This week’s post is a poem by Hayden Saunier that I found on the back cover of The Sun magazine. It seems appropriate to our age and to what’s going on in the news.
The Wisdom Package
I ask the youngish eye doctor why my eyes itch
and burn and why new floaty bits
of paramecium-shaped debris swim
through my view each day, and he tells me
enthusiastically that this comes absolutely free
with the new wisdom package – an honor
I have been awarded. I blink. And, he adds,
the wisdom package comes with lots of other
free stuff too, but just like life, some people
will get more than others. I guess he’s in his thirties,
forties tops, and I am falling in love with him
for his gentle way of reminding me I’m getting old
and that it’s a privilege. I’ve passed
the air-puff test, seen my retinal scans, which look
like the red-orange surface of the sun, each
with its pinprick dot of optic nerve – thin thread
connecting the eye to the dark, ornate theater
of the brain, where the picture shows of our lives play.

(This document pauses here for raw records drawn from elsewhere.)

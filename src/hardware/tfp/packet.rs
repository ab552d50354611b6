//! TFP packet framing and payload (de)serialization
//!
//! Every packet starts with an 8 byte header:
//!
//! | Byte | Content |
//! |------|---------|
//! | 0-3  | UID of the device (LE) |
//! | 4    | Total packet length, header included |
//! | 5    | Function ID |
//! | 6    | Sequence number (bits 4-7), response expected (bit 3) |
//! | 7    | Error code (bits 6-7) |
//!
//! All multi byte payload values are little endian. Bool arrays are packed LSB first.

use crate::hardware::{HardwareError, HardwareResult};

/// Length of the packet header
pub const HEADER_LEN: usize = 8;
/// Maximum length of a packet, header included
pub const MAX_PACKET_LEN: usize = 80;

/// Header of a TFP packet
#[derive(Debug, Copy, Clone, PartialEq, Eq)]
pub struct PacketHeader {
    /// Numeric UID of the target or source device. 0 is broadcast
    pub uid: u32,
    /// Total packet length
    pub length: u8,
    /// Function or callback ID
    pub function_id: u8,
    /// Sequence number, 1-15. 0 marks callbacks
    pub sequence_number: u8,
    /// Sender wants a response
    pub response_expected: bool,
    /// Error code of a response, 0 is OK
    pub error_code: u8,
}

impl PacketHeader {
    /// Serializes the header
    pub fn to_bytes(&self) -> [u8; HEADER_LEN] {
        let uid = self.uid.to_le_bytes();
        [
            uid[0],
            uid[1],
            uid[2],
            uid[3],
            self.length,
            self.function_id,
            (self.sequence_number << 4) | ((self.response_expected as u8) << 3),
            self.error_code << 6,
        ]
    }

    /// Parses a header. Returns [None] if `buf` is shorter than a header or the
    /// length field is invalid
    pub fn from_bytes(buf: &[u8]) -> Option<Self> {
        if buf.len() < HEADER_LEN {
            return None;
        }
        let length = buf[4];
        if (length as usize) < HEADER_LEN || (length as usize) > MAX_PACKET_LEN {
            return None;
        }
        Some(Self {
            uid: u32::from_le_bytes([buf[0], buf[1], buf[2], buf[3]]),
            length,
            function_id: buf[5],
            sequence_number: (buf[6] >> 4) & 0x0F,
            response_expected: buf[6] & 0x08 != 0,
            error_code: (buf[7] >> 6) & 0x03,
        })
    }

    /// Length of the payload following the header
    pub fn payload_len(&self) -> usize {
        self.length as usize - HEADER_LEN
    }
}

/// A complete TFP packet
#[derive(Debug, Clone, PartialEq, Eq)]
pub struct Packet {
    /// Packet header
    pub header: PacketHeader,
    /// Payload
    pub payload: Vec<u8>,
}

impl Packet {
    /// Creates a request packet
    pub fn request(uid: u32, function_id: u8, sequence_number: u8, response_expected: bool, payload: Vec<u8>) -> Self {
        Self {
            header: PacketHeader {
                uid,
                length: (HEADER_LEN + payload.len()) as u8,
                function_id,
                sequence_number,
                response_expected,
                error_code: 0,
            },
            payload,
        }
    }

    /// Serializes header and payload
    pub fn to_bytes(&self) -> Vec<u8> {
        let mut buf = Vec::with_capacity(HEADER_LEN + self.payload.len());
        buf.extend_from_slice(&self.header.to_bytes());
        buf.extend_from_slice(&self.payload);
        buf
    }

    /// Returns true if this packet is a callback rather than a response
    pub fn is_callback(&self) -> bool {
        self.header.sequence_number == 0
    }
}

/// Builds a request payload
#[derive(Debug, Clone, Default)]
pub struct PayloadWriter {
    buf: Vec<u8>,
}

impl PayloadWriter {
    /// Creates an empty payload
    pub fn new() -> Self {
        Self::default()
    }

    /// Appends a u8
    pub fn u8(mut self, v: u8) -> Self {
        self.buf.push(v);
        self
    }

    /// Appends a bool
    pub fn bool(self, v: bool) -> Self {
        self.u8(v as u8)
    }

    /// Appends a u16
    pub fn u16(mut self, v: u16) -> Self {
        self.buf.extend_from_slice(&v.to_le_bytes());
        self
    }

    /// Appends an i16
    pub fn i16(mut self, v: i16) -> Self {
        self.buf.extend_from_slice(&v.to_le_bytes());
        self
    }

    /// Appends a u32
    pub fn u32(mut self, v: u32) -> Self {
        self.buf.extend_from_slice(&v.to_le_bytes());
        self
    }

    /// Appends a bool array, packed LSB first
    pub fn bools(mut self, values: &[bool]) -> Self {
        let mut packed = vec![0u8; values.len().div_ceil(8)];
        for (i, v) in values.iter().enumerate() {
            if *v {
                packed[i / 8] |= 1 << (i % 8);
            }
        }
        self.buf.extend_from_slice(&packed);
        self
    }

    /// Returns the payload bytes
    pub fn finish(self) -> Vec<u8> {
        self.buf
    }
}

/// Reads values from a response payload in order
#[derive(Debug, Clone)]
pub struct PayloadReader<'a> {
    function_id: u8,
    buf: &'a [u8],
    pos: usize,
}

impl<'a> PayloadReader<'a> {
    /// Creates a reader over the payload of a response to `function_id`
    pub fn new(function_id: u8, buf: &'a [u8]) -> Self {
        Self { function_id, buf, pos: 0 }
    }

    /// Fails if the payload is shorter than `len` bytes
    pub fn require(&self, len: usize) -> HardwareResult<()> {
        if self.buf.len() < len {
            Err(HardwareError::MalformedResponse {
                function_id: self.function_id,
                expected: len,
                actual: self.buf.len(),
            })
        } else {
            Ok(())
        }
    }

    /// Number of bytes not read yet
    pub fn remaining(&self) -> usize {
        self.buf.len().saturating_sub(self.pos)
    }

    fn take<const N: usize>(&mut self) -> HardwareResult<[u8; N]> {
        self.require(self.pos + N)?;
        let mut out = [0u8; N];
        out.copy_from_slice(&self.buf[self.pos..self.pos + N]);
        self.pos += N;
        Ok(out)
    }

    /// Reads a u8
    pub fn u8(&mut self) -> HardwareResult<u8> {
        Ok(self.take::<1>()?[0])
    }

    /// Reads a bool
    pub fn bool(&mut self) -> HardwareResult<bool> {
        Ok(self.u8()? != 0)
    }

    /// Reads a u16
    pub fn u16(&mut self) -> HardwareResult<u16> {
        Ok(u16::from_le_bytes(self.take()?))
    }

    /// Reads an i16
    pub fn i16(&mut self) -> HardwareResult<i16> {
        Ok(i16::from_le_bytes(self.take()?))
    }

    /// Reads a u32
    pub fn u32(&mut self) -> HardwareResult<u32> {
        Ok(u32::from_le_bytes(self.take()?))
    }

    /// Reads an i32
    pub fn i32(&mut self) -> HardwareResult<i32> {
        Ok(i32::from_le_bytes(self.take()?))
    }

    /// Reads an f32
    pub fn f32(&mut self) -> HardwareResult<f32> {
        Ok(f32::from_le_bytes(self.take()?))
    }

    /// Reads `N` packed bools
    pub fn bools<const N: usize>(&mut self) -> HardwareResult<[bool; N]> {
        let bytes = N.div_ceil(8);
        self.require(self.pos + bytes)?;
        let mut out = [false; N];
        for (i, v) in out.iter_mut().enumerate() {
            *v = self.buf[self.pos + i / 8] & (1 << (i % 8)) != 0;
        }
        self.pos += bytes;
        Ok(out)
    }

    /// Reads a fixed length, zero padded string
    pub fn string(&mut self, len: usize) -> HardwareResult<String> {
        self.require(self.pos + len)?;
        let raw = &self.buf[self.pos..self.pos + len];
        self.pos += len;
        let end = raw.iter().position(|b| *b == 0).unwrap_or(len);
        Ok(String::from_utf8_lossy(&raw[..end]).into_owned())
    }

    /// Reads a single character
    pub fn char(&mut self) -> HardwareResult<char> {
        Ok(self.u8()? as char)
    }
}

#[cfg(test)]
mod tests {
    use super::*;

    #[test]
    fn test_header_layout() {
        let p = Packet::request(0x1234_5678, 3, 5, true, vec![0xAA, 0xBB]);
        let bytes = p.to_bytes();
        assert_eq!(bytes, vec![0x78, 0x56, 0x34, 0x12, 10, 3, 0x58, 0x00, 0xAA, 0xBB]);
    }

    #[test]
    fn test_parse_error_code() {
        let raw = [1, 0, 0, 0, 8, 24, 0x70, 0x80];
        let h = PacketHeader::from_bytes(&raw).unwrap();
        assert_eq!(h.uid, 1);
        assert_eq!(h.function_id, 24);
        assert_eq!(h.sequence_number, 7);
        assert!(!h.response_expected);
        assert_eq!(h.error_code, 2);
        assert_eq!(h.payload_len(), 0);
    }

    #[test]
    fn test_reject_bad_length() {
        assert!(PacketHeader::from_bytes(&[0, 0, 0, 0, 4, 1, 0, 0]).is_none());
        assert!(PacketHeader::from_bytes(&[0, 0, 0, 0, 200, 1, 0, 0]).is_none());
        assert!(PacketHeader::from_bytes(&[0, 0, 0]).is_none());
    }

    #[test]
    fn test_bool_packing() {
        let payload = PayloadWriter::new().bools(&[false, true, true, false]).finish();
        assert_eq!(payload, vec![0b0110]);
        let mut r = PayloadReader::new(2, &payload);
        assert_eq!(r.bools::<4>().unwrap(), [false, true, true, false]);
    }

    #[test]
    fn test_short_payload() {
        let payload = [0x01, 0x02];
        let mut r = PayloadReader::new(3, &payload);
        assert_eq!(r.u16().unwrap(), 0x0201);
        match r.u32() {
            Err(HardwareError::MalformedResponse { function_id, expected, actual }) => {
                assert_eq!(function_id, 3);
                assert_eq!(expected, 6);
                assert_eq!(actual, 2);
            }
            other => panic!("Unexpected result {other:?}"),
        }
    }

    #[test]
    fn test_string_padding() {
        let payload = *b"Sii\0\0\0\0\0a";
        let mut r = PayloadReader::new(253, &payload);
        assert_eq!(r.string(8).unwrap(), "Sii");
        assert_eq!(r.char().unwrap(), 'a');
        assert_eq!(r.remaining(), 0);
    }
}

I laugh and ask him about knees and knuckles,
liver spots and forgetfulness, and to each complaint
he answers: Wisdom! Wisdom! Wisdom!
We do not know one another’s stories, how many
each of us has lost, the who or how of it,
from war, disease, or fate’s unfairness doling out
more death to some than others. He and I give
each other’s hand a quick squeeze, let go,
and get back to the business of my sight.

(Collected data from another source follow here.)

//! Simulated test fixture for running the production test without hardware
//!
//! A single [BenchModel] holds the state of the whole fixture. [SimulatedFixture] hands out
//! device handles that all share it, so switching a relay on a simulated quad relay changes
//! what the simulated EVSE and dual analog in report.
//!
//! The resistor networks are modelled as voltage dividers fitted to the levels a good board
//! shows on the real fixture. While the contactor output is switched on and the EVSE is in
//! state C, the CP/PE voltage is the average of the PWM signal for the configured current.

use std::{
    sync::{Arc, Mutex},
    time::{Duration, Instant},
};

use super::{
    DigitalIo4, DualAnalogIn, DualRelay, ENERGY_METER_DETAILED_VALUES, EnergyMeterState, EnergyMeterValues, Evse, GpioConfiguration, GpioOutput,
    HardwareConfiguration, HardwareResult, Identity, IndicatorLed, JumperConfiguration, LowLevelState, QuadRelay,
    RelayChannels, RgbLed, SampleRate,
};
use crate::{bench::GpioMap, config::BoardVersion};

const CP_SOURCE_MV: f64 = 12213.0;
const CP_SOURCE_OHM: f64 = 936.0;
const CP_LOW_MV: f64 = -12000.0;
const CP_RESISTORS: [f64; 3] = [2700.0, 1300.0, 330.0];

const PP_SOURCE_MV: f64 = 3326.0;
const PP_SOURCE_OHM: f64 = 657.5;
const PP_RESISTORS: [f64; 4] = [1500.0, 680.0, 220.0, 100.0];

/// Complete state of the simulated fixture and board.
///
/// Public fields are physical properties of the board or things an operator does
/// and can be changed by tests to provoke failures.
#[derive(Debug, Clone)]
pub struct BenchModel {
    /// Board revision, selects the fixture wiring
    pub board: BoardVersion,
    /// UID of the simulated EVSE
    pub uid: String,
    /// Position of the current switch. Read by the EVSE on reset
    pub jumper: JumperConfiguration,
    /// Lock switch configured
    pub has_lock_switch: bool,
    /// Version reported in the hardware configuration
    pub evse_version: u8,
    /// Energy meter type, 0 for none
    pub energy_meter_type: u8,
    /// Energy meter values
    pub energy_meter: EnergyMeterValues,
    /// Front button of a 2.0 board, pressed by the operator
    pub button_pressed: bool,
    /// Added to every CP/PE voltage measurement
    pub cp_voltage_offset_mv: i32,
    /// Time the contactor check input needs to follow a contactor release
    pub switch_off_delay: Duration,
    /// Indicator LED channel (0 R, 1 G, 2 B) that never lights up
    pub dead_led_channel: Option<usize>,
    /// State of the three quad relays
    pub quad_relays: [RelayChannels; 3],
    /// State of the dual relay
    pub dual_relay: [bool; 2],
    /// Current RGB LED color
    pub rgb_led: (u8, u8, u8),
    /// Number of EVSE resets
    pub resets: u32,
    /// Sample rate of the dual analog in
    pub sample_rate: Option<SampleRate>,
    latched_jumper: JumperConfiguration,
    gpio_output: GpioOutput,
    max_current_ma: u16,
    indicator_hue: Option<u16>,
    released_at: Option<Instant>,
}

impl BenchModel {
    /// Model of a good board on the fixture of `board`
    pub fn new(board: BoardVersion) -> Self {
        let (energy_meter, evse_version) = match board {
            BoardVersion::V2 => (
                EnergyMeterValues {
                    energy_absolute: 1.5,
                    phases_connected: [true, false, false],
                    ..Default::default()
                },
                20,
            ),
            BoardVersion::V3 => (
                EnergyMeterValues {
                    phases_connected: [true, true, true],
                    ..Default::default()
                },
                30,
            ),
        };
        Self {
            board,
            uid: "Xyz".into(),
            jumper: JumperConfiguration::A32,
            has_lock_switch: false,
            evse_version,
            energy_meter_type: 1,
            energy_meter,
            button_pressed: false,
            cp_voltage_offset_mv: 0,
            switch_off_delay: Duration::ZERO,
            dead_led_channel: None,
            quad_relays: [RelayChannels::empty(); 3],
            dual_relay: [false; 2],
            rgb_led: (0, 0, 0),
            resets: 0,
            sample_rate: None,
            latched_jumper: JumperConfiguration::A32,
            gpio_output: GpioOutput::Low,
            max_current_ma: 32_000,
            indicator_hue: None,
            released_at: None,
        }
    }

    /// Maximum charging current last set on the EVSE, in mA
    pub fn max_current_ma(&self) -> u16 {
        self.max_current_ma
    }

    fn relay(&self, idx: usize, channel: u8) -> bool {
        self.quad_relays[idx].contains(RelayChannels::channel(channel))
    }

    fn cp_resistance(&self) -> Option<f64> {
        // The 2700 Ohm relay feeds the other two
        if !self.relay(0, 1) {
            return None;
        }
        let mut enabled = vec![CP_RESISTORS[0]];
        if self.relay(0, 2) {
            enabled.push(CP_RESISTORS[1]);
        }
        if self.relay(0, 3) {
            enabled.push(CP_RESISTORS[2]);
        }
        Some(parallel(&enabled))
    }

    fn pp_resistance(&self) -> Option<f64> {
        let enabled: Vec<f64> = (0..4)
            .filter(|c| self.relay(1, *c as u8))
            .map(|c| PP_RESISTORS[c])
            .collect();
        (!enabled.is_empty()).then(|| parallel(&enabled))
    }

    fn in_state_c(&self) -> bool {
        matches!(self.cp_resistance(), Some(r) if (500.0..1500.0).contains(&r))
    }

    fn contactor_energized(&self) -> bool {
        self.in_state_c() && self.max_current_ma > 0 && self.latched_jumper <= JumperConfiguration::Software
    }

    fn contactor_output_on(&self) -> bool {
        match self.board {
            BoardVersion::V2 => self.dual_relay[1],
            BoardVersion::V3 => self.relay(2, 2) && self.relay(2, 3),
        }
    }

    fn shutdown_closed(&self) -> bool {
        self.relay(2, 0)
    }

    fn front_button_pressed(&self) -> bool {
        match self.board {
            BoardVersion::V2 => self.button_pressed,
            BoardVersion::V3 => self.relay(0, 0),
        }
    }

    /// CP/PE voltage as seen by the dual analog in
    fn cp_voltage(&self) -> i32 {
        let dc = match self.cp_resistance() {
            None => CP_SOURCE_MV,
            Some(r) => divider(CP_SOURCE_MV, CP_SOURCE_OHM, r),
        };
        let v = if self.contactor_output_on() && self.contactor_energized() {
            let duty = self.max_current_ma as f64 / 60_000.0;
            duty * dc + (1.0 - duty) * CP_LOW_MV
        } else {
            dc
        };
        v.round() as i32 + self.cp_voltage_offset_mv
    }

    fn pp_voltage(&self) -> i32 {
        match self.pp_resistance() {
            None => PP_SOURCE_MV as i32,
            Some(r) => divider(PP_SOURCE_MV, PP_SOURCE_OHM, r).round() as i32,
        }
    }

    fn update_contactor(&mut self) -> bool {
        if self.contactor_energized() {
            self.released_at = None;
            return false;
        }
        let since = *self.released_at.get_or_insert_with(Instant::now);
        since.elapsed() >= self.switch_off_delay
    }

    fn low_level_state(&mut self) -> LowLevelState {
        let map = GpioMap::for_board(self.board);
        let mut state = LowLevelState {
            cp_pwm_duty_cycle: if self.contactor_energized() {
                self.max_current_ma / 60
            } else {
                1000
            },
            ..Default::default()
        };
        if let Some(r) = self.cp_resistance() {
            state.resistances[0] = r.round() as u32;
        }
        if let Some(r) = self.pp_resistance() {
            state.resistances[1] = r.round() as u32;
        }
        state.voltages[0] = self.cp_voltage().clamp(i16::MIN as i32, i16::MAX as i32) as i16;
        state.voltages[1] = self.pp_voltage() as i16;

        let mut bits = vec![];
        if self.update_contactor() {
            bits.push(map.contactor);
        }
        if self.front_button_pressed() != map.button_active_low {
            bits.push(map.button);
        }
        if !self.shutdown_closed() {
            bits.push(map.shutdown_input);
        }
        if let Some(idx) = map.gpio_loopback {
            if self.gpio_output == GpioOutput::High {
                bits.push(idx);
            }
        }
        for idx in bits {
            state.gpio[idx / 8] |= 1 << (idx % 8);
        }
        state
    }

    fn reset(&mut self) {
        self.resets += 1;
        self.latched_jumper = self.jumper;
        self.max_current_ma = 32_000;
        self.gpio_output = GpioOutput::Low;
        self.indicator_hue = None;
    }

    /// Indicator LED color channels as read back by the IO-4 (low active)
    fn led_inputs(&self) -> [bool; 4] {
        let lit = match self.indicator_hue {
            Some(0) => Some(0),
            Some(120) => Some(1),
            Some(240) => Some(2),
            _ => None,
        }
        .filter(|c| Some(*c) != self.dead_led_channel);
        let mut value = [true; 4];
        if let Some(c) = lit {
            value[c] = false;
        }
        value
    }
}

fn parallel(resistors: &[f64]) -> f64 {
    1.0 / resistors.iter().map(|r| 1.0 / r).sum::<f64>()
}

fn divider(source_mv: f64, source_ohm: f64, load_ohm: f64) -> f64 {
    source_mv * load_ohm / (load_ohm + source_ohm)
}

/// Simulated fixture. Cloning shares the underlying [BenchModel]
#[derive(Debug, Clone)]
pub struct SimulatedFixture {
    model: Arc<Mutex<BenchModel>>,
}

impl SimulatedFixture {
    /// Creates a fixture holding a good board of revision `board`
    pub fn new(board: BoardVersion) -> Self {
        Self::from_model(BenchModel::new(board))
    }

    /// Creates a fixture from a prepared model
    pub fn from_model(model: BenchModel) -> Self {
        Self {
            model: Arc::new(Mutex::new(model)),
        }
    }

    /// Runs `f` with the model locked
    pub fn with_model<R, F: FnOnce(&mut BenchModel) -> R>(&self, f: F) -> R {
        f(&mut self.model.lock().unwrap())
    }

    /// Simulated EVSE
    pub fn evse(&self) -> SimEvse {
        SimEvse { fixture: self.clone() }
    }

    /// Simulated quad relay `idx` (0-2)
    pub fn quad_relay(&self, idx: usize) -> SimQuadRelay {
        SimQuadRelay {
            fixture: self.clone(),
            idx: idx.min(2),
        }
    }

    /// Simulated dual relay
    pub fn dual_relay(&self) -> SimDualRelay {
        SimDualRelay { fixture: self.clone() }
    }

    /// Simulated dual analog in
    pub fn dual_analog_in(&self) -> SimDualAnalogIn {
        SimDualAnalogIn { fixture: self.clone() }
    }

    /// Simulated IO-4
    pub fn io4(&self) -> SimIo4 {
        SimIo4 { fixture: self.clone() }
    }

    /// Simulated RGB LED
    pub fn rgb_led(&self) -> SimRgbLed {
        SimRgbLed { fixture: self.clone() }
    }
}

/// Simulated EVSE Bricklet
#[derive(Debug, Clone)]
pub struct SimEvse {
    fixture: SimulatedFixture,
}

impl Evse for SimEvse {
    fn identity(&mut self) -> HardwareResult<Identity> {
        self.fixture.with_model(|m| {
            Ok(Identity {
                uid: m.uid.clone(),
                connected_uid: "6qzRzc".into(),
                position: 'a',
                hardware_version: [m.evse_version / 10, m.evse_version % 10, 0],
                firmware_version: [2, 1, 0],
                device_identifier: 2167,
            })
        })
    }

    fn reset(&mut self) -> HardwareResult<()> {
        self.fixture.with_model(|m| m.reset());
        Ok(())
    }

    fn hardware_configuration(&mut self) -> HardwareResult<HardwareConfiguration> {
        self.fixture.with_model(|m| {
            Ok(HardwareConfiguration {
                jumper_configuration: Some(m.latched_jumper),
                has_lock_switch: m.has_lock_switch,
                evse_version: m.evse_version,
                energy_meter_type: m.energy_meter_type,
            })
        })
    }

    fn low_level_state(&mut self) -> HardwareResult<LowLevelState> {
        self.fixture.with_model(|m| Ok(m.low_level_state()))
    }

    fn set_gpio_configuration(&mut self, cfg: GpioConfiguration) -> HardwareResult<()> {
        // Shutdown handling does not change the raw GPIO bit
        self.fixture.with_model(|m| m.gpio_output = cfg.output);
        Ok(())
    }

    fn set_max_charging_current(&mut self, current_ma: u16) -> HardwareResult<()> {
        self.fixture.with_model(|m| m.max_current_ma = current_ma);
        Ok(())
    }

    fn energy_meter_values(&mut self) -> HardwareResult<EnergyMeterValues> {
        self.fixture.with_model(|m| Ok(m.energy_meter))
    }

    fn energy_meter_state(&mut self) -> HardwareResult<EnergyMeterState> {
        self.fixture.with_model(|m| {
            Ok(EnergyMeterState {
                available: m.energy_meter_type > 0,
                error_count: [0; 6],
            })
        })
    }

    fn energy_meter_detailed_values(&mut self) -> HardwareResult<Vec<f32>> {
        Ok((0..ENERGY_METER_DETAILED_VALUES).map(|i| i as f32 * 0.5).collect())
    }

    fn set_indicator_led(&mut self, led: IndicatorLed) -> HardwareResult<u8> {
        self.fixture.with_model(|m| {
            m.indicator_hue = (led.indication > 0).then_some(led.color_h);
        });
        Ok(0)
    }
}

/// Simulated Industrial Quad Relay 2.0
#[derive(Debug, Clone)]
pub struct SimQuadRelay {
    fixture: SimulatedFixture,
    idx: usize,
}

impl QuadRelay for SimQuadRelay {
    fn value(&mut self) -> HardwareResult<RelayChannels> {
        Ok(self.fixture.with_model(|m| m.quad_relays[self.idx]))
    }

    fn set_value(&mut self, value: RelayChannels) -> HardwareResult<()> {
        self.fixture.with_model(|m| m.quad_relays[self.idx] = value);
        Ok(())
    }

    fn set_selected_value(&mut self, channel: u8, value: bool) -> HardwareResult<()> {
        self.fixture
            .with_model(|m| m.quad_relays[self.idx].set(RelayChannels::channel(channel), value));
        Ok(())
    }
}

/// Simulated Industrial Dual Relay
#[derive(Debug, Clone)]
pub struct SimDualRelay {
    fixture: SimulatedFixture,
}

impl DualRelay for SimDualRelay {
    fn set_value(&mut self, channel0: bool, channel1: bool) -> HardwareResult<()> {
        self.fixture.with_model(|m| m.dual_relay = [channel0, channel1]);
        Ok(())
    }

    fn set_selected_value(&mut self, channel: u8, value: bool) -> HardwareResult<()> {
        self.fixture.with_model(|m| m.dual_relay[(channel & 1) as usize] = value);
        Ok(())
    }
}

/// Simulated Industrial Dual Analog In 2.0
#[derive(Debug, Clone)]
pub struct SimDualAnalogIn {
    fixture: SimulatedFixture,
}

impl DualAnalogIn for SimDualAnalogIn {
    fn voltage(&mut self, channel: u8) -> HardwareResult<i32> {
        self.fixture.with_model(|m| {
            Ok(match channel {
                0 => m.pp_voltage(),
                _ => m.cp_voltage(),
            })
        })
    }

    fn set_sample_rate(&mut self, rate: SampleRate) -> HardwareResult<()> {
        self.fixture.with_model(|m| m.sample_rate = Some(rate));
        Ok(())
    }
}

/// Simulated IO-4 2.0
#[derive(Debug, Clone)]
pub struct SimIo4 {
    fixture: SimulatedFixture,
}

impl DigitalIo4 for SimIo4 {
    fn value(&mut self) -> HardwareResult<[bool; 4]> {
        Ok(self.fixture.with_model(|m| m.led_inputs()))
    }
}

/// Simulated RGB LED 2.0
#[derive(Debug, Clone)]
pub struct SimRgbLed {
    fixture: SimulatedFixture,
}

impl RgbLed for SimRgbLed {
    fn set_rgb_value(&mut self, r: u8, g: u8, b: u8) -> HardwareResult<()> {
        self.fixture.with_model(|m| m.rgb_led = (r, g, b));
        Ok(())
    }
}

He swings a heavy black heart suspended
from a giant arm in front of me,
clicks through pairs of lenses
with the careful ticks of a slowing clock.
I blink and answer him each time: clearer,
better, thank you, yes, much clearer now.
The poem does not really explain what is meant by “wisdom.” I’m not at all sure what wisdom is, but I am certain that I don’t have it. Unless – that’s what wisdom is . . ..
So, your body has to fall apart to have wisdom? Can you order this wisdom package from Amazon? Oh no. You would have to pay for it, but you would get free shipping.